Private schools could exist only so long as they met government standards. Teachers had to be certified, and high-school graduation examinations were necessary to enter the learned professions and the civil service. The schools imposed an official language to the prejudice of ethnic groups living in Prussia. The purpose of the system was to instill nationalism in demoralized Prussia and to train young men for the military and the bureaucracy. As the German philosopher Johann Fichte, a key influence on the system, said, "The schools must fashion the person, and fashion him in such a way that he simply cannot will otherwise than what you wish him to will."

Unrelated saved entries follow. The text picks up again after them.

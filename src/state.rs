//! Typed access to a resource instance's attributes.
//!
//! [`ResourceData`] is the in-memory form of one resource instance: the remote
//! identifier plus an attribute map conforming to the resource schema. During
//! an update it also carries the prior state so lifecycle code can ask which
//! fields changed. The identifier lives in the `id` attribute; an empty
//! identifier means the instance is absent.

use serde_json::{Map, Value};

use crate::error::ProviderError;
use crate::mapping::{expand_strings, get_path_in};

/// Attribute holding the remote identifier.
pub const ID_KEY: &str = "id";

/// One resource instance.
#[derive(Debug, Clone, Default, PartialEq)]
pub struct ResourceData {
    attrs: Map<String, Value>,
    prior: Option<Map<String, Value>>,
}

impl ResourceData {
    /// An empty, absent instance.
    pub fn new() -> Self {
        Self::default()
    }

    /// An instance holding only an identifier.
    pub fn with_id(id: impl Into<String>) -> Self {
        let mut data = Self::new();
        data.set_id(id);
        data
    }

    /// Build from a state or configuration value. `null` yields an absent instance.
    pub fn from_value(value: Value) -> Result<Self, ProviderError> {
        match value {
            Value::Null => Ok(Self::new()),
            Value::Object(attrs) => Ok(Self { attrs, prior: None }),
            other => Err(ProviderError::InvalidRequest(format!(
                "resource state must be an object, got {}",
                other
            ))),
        }
    }

    /// Attach the prior state used by [`ResourceData::has_change`].
    pub fn with_prior(mut self, prior: Value) -> Result<Self, ProviderError> {
        self.prior = Self::from_value(prior)?.attrs.into();
        Ok(self)
    }

    /// The remote identifier, or `""` when absent.
    pub fn id(&self) -> &str {
        self.attrs.get(ID_KEY).and_then(Value::as_str).unwrap_or("")
    }

    /// Set the remote identifier.
    pub fn set_id(&mut self, id: impl Into<String>) {
        self.attrs.insert(ID_KEY.to_string(), Value::String(id.into()));
    }

    /// Mark the instance absent (deleted out of band or destroyed).
    pub fn clear_id(&mut self) {
        self.attrs.insert(ID_KEY.to_string(), Value::String(String::new()));
    }

    /// Whether the instance is considered absent.
    pub fn is_absent(&self) -> bool {
        self.id().is_empty()
    }

    /// Read a flat attribute path. Nulls read as `None`.
    pub fn get(&self, path: &str) -> Option<&Value> {
        get_path_in(&self.attrs, path)
    }

    /// Read a string attribute.
    pub fn get_str(&self, path: &str) -> Option<&str> {
        self.get(path).and_then(Value::as_str)
    }

    /// Read a string attribute, defaulting to `""`.
    pub fn get_string(&self, path: &str) -> String {
        self.get_str(path).unwrap_or_default().to_string()
    }

    /// Read an integer attribute. Integral floats are accepted.
    pub fn get_i64(&self, path: &str) -> Option<i64> {
        let value = self.get(path)?;
        value
            .as_i64()
            .or_else(|| value.as_f64().filter(|f| f.fract() == 0.0).map(|f| f as i64))
    }

    /// Read a float attribute.
    pub fn get_f64(&self, path: &str) -> Option<f64> {
        self.get(path).and_then(Value::as_f64)
    }

    /// Read a boolean attribute.
    pub fn get_bool(&self, path: &str) -> Option<bool> {
        self.get(path).and_then(Value::as_bool)
    }

    /// Read a list or set of strings.
    pub fn get_strings(&self, path: &str) -> Vec<String> {
        expand_strings(self.get(path))
    }

    /// Read a string attribute that must be present and non-empty.
    pub fn require_str(&self, path: &str) -> Result<&str, ProviderError> {
        match self.get_str(path) {
            Some(s) if !s.is_empty() => Ok(s),
            _ => Err(ProviderError::Validation(format!(
                "Missing required attribute '{}'",
                path
            ))),
        }
    }

    /// Whether a top-level attribute is present and non-null.
    pub fn is_set(&self, key: &str) -> bool {
        self.get(key).is_some()
    }

    /// Write a top-level attribute.
    pub fn set(&mut self, key: &str, value: impl Into<Value>) {
        self.attrs.insert(key.to_string(), value.into());
    }

    /// Remove a top-level attribute.
    pub fn remove(&mut self, key: &str) -> Option<Value> {
        self.attrs.remove(key)
    }

    /// Prior value of a flat path, if a prior state is attached.
    pub fn prior(&self, path: &str) -> Option<&Value> {
        self.prior.as_ref().and_then(|p| get_path_in(p, path))
    }

    /// `(prior, current)` values of a flat path.
    pub fn get_change(&self, path: &str) -> (Option<&Value>, Option<&Value>) {
        (self.prior(path), self.get(path))
    }

    /// Whether a flat path differs from the prior state.
    ///
    /// Without a prior state nothing has changed. Arrays of scalars compare
    /// order-insensitively so set attributes do not report spurious changes.
    pub fn has_change(&self, path: &str) -> bool {
        if self.prior.is_none() {
            return false;
        }
        let (old, new) = self.get_change(path);
        !values_equivalent(old, new)
    }

    /// Whether any of the given paths changed.
    pub fn has_changes(&self, paths: &[&str]) -> bool {
        paths.iter().any(|p| self.has_change(p))
    }

    /// Borrow the attribute map.
    pub fn attributes(&self) -> &Map<String, Value> {
        &self.attrs
    }

    /// The state value handed back to the host: `null` when absent.
    pub fn to_value(&self) -> Value {
        if self.is_absent() {
            Value::Null
        } else {
            Value::Object(self.attrs.clone())
        }
    }

    /// Consume into the state value handed back to the host.
    pub fn into_value(self) -> Value {
        if self.is_absent() {
            Value::Null
        } else {
            Value::Object(self.attrs)
        }
    }
}

/// Equality where null == missing and scalar arrays compare as sets.
pub fn values_equivalent(old: Option<&Value>, new: Option<&Value>) -> bool {
    match (old, new) {
        (None, None) => true,
        (Some(Value::Array(a)), None) | (None, Some(Value::Array(a))) => a.is_empty(),
        (Some(Value::Array(a)), Some(Value::Array(b))) => {
            if a.len() != b.len() {
                return false;
            }
            if a.iter().all(is_scalar) && b.iter().all(is_scalar) {
                let mut a: Vec<String> = a.iter().map(Value::to_string).collect();
                let mut b: Vec<String> = b.iter().map(Value::to_string).collect();
                a.sort();
                b.sort();
                a == b
            } else {
                a == b
            }
        },
        (Some(a), Some(b)) => numbers_equal(a, b).unwrap_or(a == b),
        _ => false,
    }
}

fn is_scalar(value: &Value) -> bool {
    !matches!(value, Value::Array(_) | Value::Object(_))
}

fn numbers_equal(a: &Value, b: &Value) -> Option<bool> {
    Some(a.as_f64()? == b.as_f64()?)
}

What does that have to do with the United States? Early in our history, education was mainly a private, free-market activity—no compulsory attendance laws, and no school taxes. That system produced the most literate, independent-thinking, self-reliant people in history.
But not everyone was satisfied with the American way of doing things. According to John Taylor Gatto, the New York State Teacher of the Year in 1991:
A small number of very passionate American ideological leaders visited Prussia in the first half of the 19th century; fell in love with the order, obedience and efficiency of its education system; and campaigned relentlessly thereafter to bring the Prussian vision to these shores.They finally succeeded early in the 20th century.
Just as the Prussian system was intended to unify Germany, the American educators' goal was to create a national culture out of the disparate subcultures that comprised the country in that period. (Catholic immigrants were a prominent target.) "To do that," writes Gatto, "children would have to be removed from their parents and from inappropriate cultural influences."
The modern public school curriculum comes right out of the Prussian system. Gatto says the American educationists imported three major ideas from Prussia. The first was that the purpose of state schooling was not intellectual training but the conditioning of children "to obedience, subordination and collective life." Second, whole ideas were broken into fragmented "subjects," and school days were divided into fixed periods "so that self-motivation to learn would be muted by ceaseless interruptions." Third, the state was posited as the true parent of the children.
Over the years, various fads have seized the education bureaucrats of America, but those fads have been variations on a theme: The public schools are intended to create complacent "good citizens"—not independent thinkers—because political leaders do not like boat-rockers who question things too closely. They prefer citizens who pay their taxes on time and leave them alone to chart the course of the nation. The growth in government power since the advent of public schools is hard to ignore.
So, judged by their purpose, how have the public schools performed?
Not bad, really. Unlike our ancestors' private schools, the public schools produce citizens who look to government to make important decisions for them—from whether to help the poor, to what drugs to take, to how to get an education—and solve societal problems.
In other words, the public schools are working. If we do not like what they have achieved, then we have to junk the Prussian system and move toward an education based on the American principles of free markets and individual liberty. Mere reform is not enough. We need to separate school and state. That's the only sure way to revitalize education, families, and the American spirit.